Bei all diesen Gelegenheiten, wenn wir die Grenzen des Machbaren ein Stück weit verschieben, kommt die Angst, nicht gut genug zu sein.

Was wir uns in diesen Momenten vor Augen halten sollten: Diese Angst ist die natürliche Begleiterscheinung, die zeigt, dass wir die Komfortzone verlassen. Wenn du also das nächste Mal das Gefühl hast, dass sich Selbstzweifel einschleichen, nimm sie einfach an: Du bist auf dem richtigen Weg!

2. Zweifel und Qualität gehen Hand in Hand

Wenn wir glauben, dass wir mit unserer vermeintlichen mangelnden Kompetenz auffliegen könnten, stachelt uns das an, unsere Hausaufgaben zu machen und uns gründlich vorzubereiten. Wir üben dann unsere Präsentation, bis wir sie rückwärts aufsagen können. Oder wir bereiten uns auf das Kundengespräch noch gründlicher vor.

Und selbst wenn der Erfolg da ist, bleiben wir am Ball, denn wir wissen, dass es keine Garantie für den zukünftigen Erfolg gibt: Nur ein Idiot glaubt, er sei irgendwann angekommen! In dem Moment, in dem du glaubst, es geschafft zu haben, hörst du auf, dich anzustrengen. Wenn du glaubst, die Antworten zu kennen, hörst du auf, zuzuhören. Wenn du glaubst, genial zu sein, fängst du an, anderen die Schuld zu geben, wenn die Dinge nicht wie geplant laufen. Und du hörst auf, aus deinen Fehlern zu lernen.

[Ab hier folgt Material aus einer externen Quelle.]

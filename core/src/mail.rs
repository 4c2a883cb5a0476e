// core/src/mail.rs
use async_trait::async_trait;
use serde::{Deserialize, Serialize};

use crate::error::{LifecycleError, MailError};

#[derive(Debug, Clone, PartialEq, Eq, Serialize, Deserialize)]
pub struct OutgoingEmail {
  pub to: String,
  pub to_name: String,
  pub subject: String,
  pub html_body: String,
  pub text_body: String,
}

/// Receipt returned by a transport after it accepted a message.
#[derive(Debug, Clone)]
pub struct SentEmail {
  pub message_id: String,
}

#[async_trait]
pub trait Mailer: Send + Sync {
  async fn send(&self, email: &OutgoingEmail) -> Result<SentEmail, MailError>;
}

/// Outbound mail settings shared by every transport.
#[derive(Debug, Clone)]
pub struct MailSettings {
  pub api_url: String,
  pub api_key: String,
  pub sender_email: String,
  pub sender_name: String,
}

impl MailSettings {
  /// Checks that credentials and sender are present before anything is sent.
  pub fn validate(&self) -> Result<(), LifecycleError> {
    let missing: Vec<&str> = [
      ("api_url", self.api_url.trim().is_empty()),
      ("api_key", self.api_key.trim().is_empty()),
      ("sender_email", !self.sender_email.contains('@')),
    ]
    .iter()
    .filter(|(_, missing)| *missing)
    .map(|(name, _)| *name)
    .collect();

    if missing.is_empty() {
      Ok(())
    } else {
      Err(LifecycleError::Configuration(format!(
        "Outbound mail is not configured (missing or invalid: {})",
        missing.join(", ")
      )))
    }
  }
}

#[cfg(test)]
mod tests {
  use super::*;

  fn settings() -> MailSettings {
    MailSettings {
      api_url: "https://mail.example.com/v3/smtp/email".into(),
      api_key: "key".into(),
      sender_email: "shop@example.com".into(),
      sender_name: "Shop".into(),
    }
  }

  #[test]
  fn complete_settings_validate() {
    assert!(settings().validate().is_ok());
  }

  #[test]
  fn missing_credentials_are_reported_together() {
    let mut s = settings();
    s.api_key = " ".into();
    s.sender_email = "nobody".into();
    match s.validate() {
      Err(LifecycleError::Configuration(msg)) => {
        assert!(msg.contains("api_key"));
        assert!(msg.contains("sender_email"));
        assert!(!msg.contains("api_url"));
      }
      other => panic!("Expected Configuration error, got {:?}", other),
    }
  }
}
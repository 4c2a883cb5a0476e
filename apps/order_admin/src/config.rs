// apps/order_admin/src/config.rs

use crate::errors::{AppError, Result};
use dotenvy::dotenv;
use order_lifecycle::{MailSettings, NotificationSettings};
use std::env;

/// Which mail transport delivers shipment emails.
#[derive(Debug, Clone, Copy, PartialEq, Eq)]
pub enum MailTransport {
  Brevo,
  /// Logs messages instead of sending them.
  Mock,
  Disabled,
}

#[derive(Debug, Clone)]
pub struct AppConfig {
  pub server_host: String,
  pub server_port: u16,
  pub database_url: String,
  /// Storefront base URL, used for order-detail links in customer emails.
  pub app_base_url: String,
  pub shop_name: String,

  pub stripe_secret_key: String,
  pub stripe_api_base: String,

  pub mail_transport: MailTransport,
  pub mail: MailSettings,

  /// Runs the bundled schema.sql on startup.
  pub apply_schema: bool,
}

impl AppConfig {
  pub fn from_env() -> Result<Self> {
    dotenv().ok(); // Load .env file if present

    let get_env = |var_name: &str| {
      env::var(var_name).map_err(|e| AppError::Config(format!("Missing environment variable '{}': {}", var_name, e)))
    };

    let server_host = get_env("SERVER_HOST").unwrap_or_else(|_| "127.0.0.1".to_string());
    let server_port = get_env("SERVER_PORT")
      .unwrap_or_else(|_| "8080".to_string())
      .parse::<u16>()
      .map_err(|e| AppError::Config(format!("Invalid SERVER_PORT: {}", e)))?;
    let database_url = get_env("DATABASE_URL")?;
    let app_base_url = get_env("APP_BASE_URL").unwrap_or_else(|_| format!("http://{}:{}", server_host, server_port));
    let shop_name = get_env("SHOP_NAME").unwrap_or_else(|_| "Fragrance Store".to_string());

    let stripe_secret_key = get_env("STRIPE_SECRET_KEY")?;
    let stripe_api_base = get_env("STRIPE_API_BASE").unwrap_or_else(|_| "https://api.stripe.com".to_string());

    let mail_transport = match get_env("MAIL_TRANSPORT").ok().as_deref().map(str::trim) {
      None | Some("") => MailTransport::Disabled,
      Some(v) if v.eq_ignore_ascii_case("brevo") => MailTransport::Brevo,
      Some(v) if v.eq_ignore_ascii_case("mock") => MailTransport::Mock,
      Some(other) => {
        return Err(AppError::Config(format!(
          "Invalid MAIL_TRANSPORT '{}'. Valid values: brevo, mock",
          other
        )))
      }
    };
    // The mock transport needs no credentials of its own.
    let (default_key, default_sender) = match mail_transport {
      MailTransport::Mock => ("mock", "noreply@example.com"),
      _ => ("", ""),
    };
    let mail = MailSettings {
      api_url: get_env("MAIL_API_URL").unwrap_or_else(|_| "https://api.brevo.com/v3/smtp/email".to_string()),
      api_key: get_env("MAIL_API_KEY").unwrap_or_else(|_| default_key.to_string()),
      sender_email: get_env("MAIL_SENDER_EMAIL").unwrap_or_else(|_| default_sender.to_string()),
      sender_name: get_env("MAIL_SENDER_NAME").unwrap_or_else(|_| shop_name.clone()),
    };

    let apply_schema = get_env("APPLY_SCHEMA")
      .unwrap_or_else(|_| "false".to_string())
      .parse::<bool>()
      .map_err(|e| AppError::Config(format!("Invalid APPLY_SCHEMA value: {}", e)))?;

    tracing::info!(mail_transport = ?mail_transport, "Application configuration loaded successfully.");

    Ok(Self {
      server_host,
      server_port,
      database_url,
      app_base_url,
      shop_name,
      stripe_secret_key,
      stripe_api_base,
      mail_transport,
      mail,
      apply_schema,
    })
  }

  pub fn notification_settings(&self) -> NotificationSettings {
    NotificationSettings {
      shop_name: self.shop_name.clone(),
      storefront_base_url: self.app_base_url.clone(),
    }
  }
}
// apps/order_admin/src/db/mod.rs

//! PostgreSQL implementations of the lifecycle core's storage and directory traits.

mod directory;
mod orders;

pub use directory::PgDirectory;
pub use orders::PgOrderStore;

use order_lifecycle::StoreError;
use sqlx::PgPool;
use tracing::info;

const SCHEMA: &str = include_str!("../../schema.sql");

/// Runs the bundled schema. Every statement is idempotent.
pub async fn apply_schema(pool: &PgPool) -> Result<(), sqlx::Error> {
  sqlx::raw_sql(SCHEMA).execute(pool).await?;
  info!("Database schema applied.");
  Ok(())
}

pub(crate) fn store_error(err: sqlx::Error) -> StoreError {
  match &err {
    sqlx::Error::Database(db) if db.is_unique_violation() => StoreError::Conflict(db.message().to_string()),
    _ => StoreError::Backend(err.to_string()),
  }
}
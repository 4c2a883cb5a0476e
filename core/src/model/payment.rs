// core/src/model/payment.rs

use chrono::{DateTime, FixedOffset, NaiveDate, NaiveTime, Offset, TimeZone, Utc};
use serde::{Deserialize, Serialize};
use std::collections::HashMap;

use crate::error::LifecycleError;

/// A succeeded payment as reported by the external payment provider.
#[derive(Debug, Clone, PartialEq, Eq, Serialize, Deserialize)]
#[serde(rename_all = "camelCase")]
pub struct PaymentRecord {
  pub id: String,
  /// Provider minor units.
  pub amount_minor: i64,
  pub currency: String,
  pub created: DateTime<Utc>,
  pub customer: Option<String>,
  #[serde(default)]
  pub metadata: HashMap<String, String>,
}

impl PaymentRecord {
  pub const USER_ID_METADATA_KEY: &'static str = "userId";

  /// Order amount in whole yen. The provider reports one hundred minor units per yen.
  pub fn amount_major(&self) -> i64 {
    self.amount_minor / 100
  }

  pub fn metadata_user_id(&self) -> Option<&str> {
    self
      .metadata
      .get(Self::USER_ID_METADATA_KEY)
      .map(String::as_str)
      .filter(|v| !v.is_empty())
  }
}

/// Japan Standard Time. Calendar dates supplied by operators are read in this zone.
pub fn jst() -> FixedOffset {
  FixedOffset::east_opt(JST_OFFSET_SECS).unwrap_or_else(|| Utc.fix())
}

const JST_OFFSET_SECS: i32 = 9 * 3600;

/// Inclusive calendar-date range; `end` covers the whole day through 23:59:59.
#[derive(Debug, Clone, Copy, PartialEq, Eq, Serialize, Deserialize)]
pub struct DateRange {
  pub start: NaiveDate,
  pub end: NaiveDate,
}

impl DateRange {
  pub fn new(start: NaiveDate, end: NaiveDate) -> Result<Self, LifecycleError> {
    if end < start {
      return Err(LifecycleError::Validation(format!(
        "Date range end ({}) is before start ({}).",
        end, start
      )));
    }
    Ok(DateRange { start, end })
  }

  /// Parses two `YYYY-MM-DD` strings.
  pub fn parse(start: &str, end: &str) -> Result<Self, LifecycleError> {
    let parse = |label: &str, v: &str| {
      NaiveDate::parse_from_str(v.trim(), "%Y-%m-%d")
        .map_err(|e| LifecycleError::Validation(format!("Invalid {} date '{}': {}", label, v, e)))
    };
    Self::new(parse("start", start)?, parse("end", end)?)
  }

  pub fn start_instant(&self) -> DateTime<Utc> {
    local_instant(self.start, NaiveTime::MIN)
  }

  pub fn end_instant(&self) -> DateTime<Utc> {
    let end_of_day = NaiveTime::from_hms_opt(23, 59, 59).unwrap_or(NaiveTime::MIN);
    local_instant(self.end, end_of_day)
  }

  pub fn contains(&self, at: DateTime<Utc>) -> bool {
    at >= self.start_instant() && at <= self.end_instant()
  }
}

fn local_instant(date: NaiveDate, time: NaiveTime) -> DateTime<Utc> {
  let naive = date.and_time(time);
  match jst().from_local_datetime(&naive).single() {
    Some(local) => local.with_timezone(&Utc),
    None => Utc.from_utc_datetime(&naive),
  }
}

#[cfg(test)]
mod tests {
  use super::*;

  #[test]
  fn end_of_range_is_inclusive_through_the_last_second() {
    let range = DateRange::parse("2024-03-01", "2024-03-31").unwrap();
    // 2024-03-31 23:59:59 JST
    let last = Utc.with_ymd_and_hms(2024, 3, 31, 14, 59, 59).unwrap();
    assert!(range.contains(last));
    assert!(!range.contains(last + chrono::Duration::seconds(1)));
    // 2024-03-01 00:00:00 JST
    let first = Utc.with_ymd_and_hms(2024, 2, 29, 15, 0, 0).unwrap();
    assert!(range.contains(first));
    assert!(!range.contains(first - chrono::Duration::seconds(1)));
  }

  #[test]
  fn rejects_inverted_and_malformed_ranges() {
    assert!(matches!(
      DateRange::parse("2024-03-02", "2024-03-01"),
      Err(LifecycleError::Validation(_))
    ));
    assert!(DateRange::parse("2024/03/01", "2024-03-02").is_err());
  }

  #[test]
  fn converts_minor_units_to_yen() {
    let record = PaymentRecord {
      id: "pay_ABC12345".into(),
      amount_minor: 500000,
      currency: "jpy".into(),
      created: Utc::now(),
      customer: None,
      metadata: HashMap::from([("userId".to_string(), "u1".to_string())]),
    };
    assert_eq!(record.amount_major(), 5000);
    assert_eq!(record.metadata_user_id(), Some("u1"));
  }
}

Wenn du also das nächste Mal das Gefühl der Unsicherheit und die mit dem Hochstapler-Syndrom verbundenen Selbstzweifel in dir aufsteigen spürst, dann begrüße sie! Sei dankbar, dass sie da sind, denn die Zweifel sind ein Signal, dass du dich weiterentwickelst. Sie sind der notwendige Preis für persönliches Wachstum.